Superbug Warfare: Hospital Acquired Infections Reduced by Ultraviolet Cleaning
Hospitals have bared the brunt of the battle against antibiotic resistant superbugs. According to the CDC, about 1 in 25 hospital patients will be infected with hospital acquired infections–an estimated 722,000 people in 2011. About 75,000 hospital patients have died of hospital acquired infections. As a result, hospitals are modernizing their cleaning procedures. In fact, the latest weapon in the battle involves ultraviolet cleaning (UVD) to reduce superbugs.
Hospital acquired infections including vancomycin-resistant enterococcus (VRE), methicillin-resistant Staphylococcus aureus (MRSA), Clostridium difficile (CD), and other multidrug-resistant organisms (MDRO), were decreased through the use of UVD cleaning regimens, according to a study published in American Journal of Infection Control.

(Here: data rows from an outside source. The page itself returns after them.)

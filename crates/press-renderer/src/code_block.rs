//! Code block processor trait for special fences.
//!
//! Processors are consulted in registration order when a fenced block ends.
//! The first result other than [`ProcessResult::PassThrough`] wins; blocks no
//! processor claims are rendered as highlighted code.

/// Result of processing a code block.
#[derive(Clone, Debug, PartialEq, Eq)]
pub enum ProcessResult {
    /// Write a placeholder now and replace it in [`CodeBlockProcessor::post_process`].
    Placeholder(String),
    /// Write this HTML in place of the block.
    Inline(String),
    /// Render as a regular code block.
    PassThrough,
}

/// A fenced block captured for deferred processing.
#[derive(Clone, Debug, PartialEq, Eq)]
pub struct ExtractedCodeBlock {
    /// Zero-based index of the block among all fenced blocks in the document.
    pub index: usize,
    pub language: String,
    pub source: String,
}

/// Hook for fenced blocks that are not plain code.
pub trait CodeBlockProcessor {
    /// Decide what to write for one fenced block.
    fn process(&mut self, language: &str, source: &str, index: usize) -> ProcessResult;

    /// Replace placeholders in the finished body. Default is a no-op.
    fn post_process(&mut self, _html: &mut String) {}

    /// Blocks captured with [`ProcessResult::Placeholder`].
    fn extracted(&self) -> &[ExtractedCodeBlock] {
        &[]
    }
}

/// First whitespace-separated token of a fence info string.
pub(crate) fn fence_language(info: &str) -> Option<String> {
    info.split_whitespace().next().map(str::to_owned)
}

Multidrug-resistant organisms are found mainly in hospitals and long-term care facilities. They infect and kill the most vulnerable members of society including young and elderly patients. “In our study, overall decreases in MDRO plus C. difficile were led by a decrease in VRE, which is our most common hospital-acquired MDRO,” the authors state. “Although there were many other simultaneous infection control interventions occurring at our hospital that could have contributed to the reduction in VRE acquisition, the rates experienced during UVD are the lowest incidence rates of VRE at our institution for the past 10 years and were sustained for 22 months.”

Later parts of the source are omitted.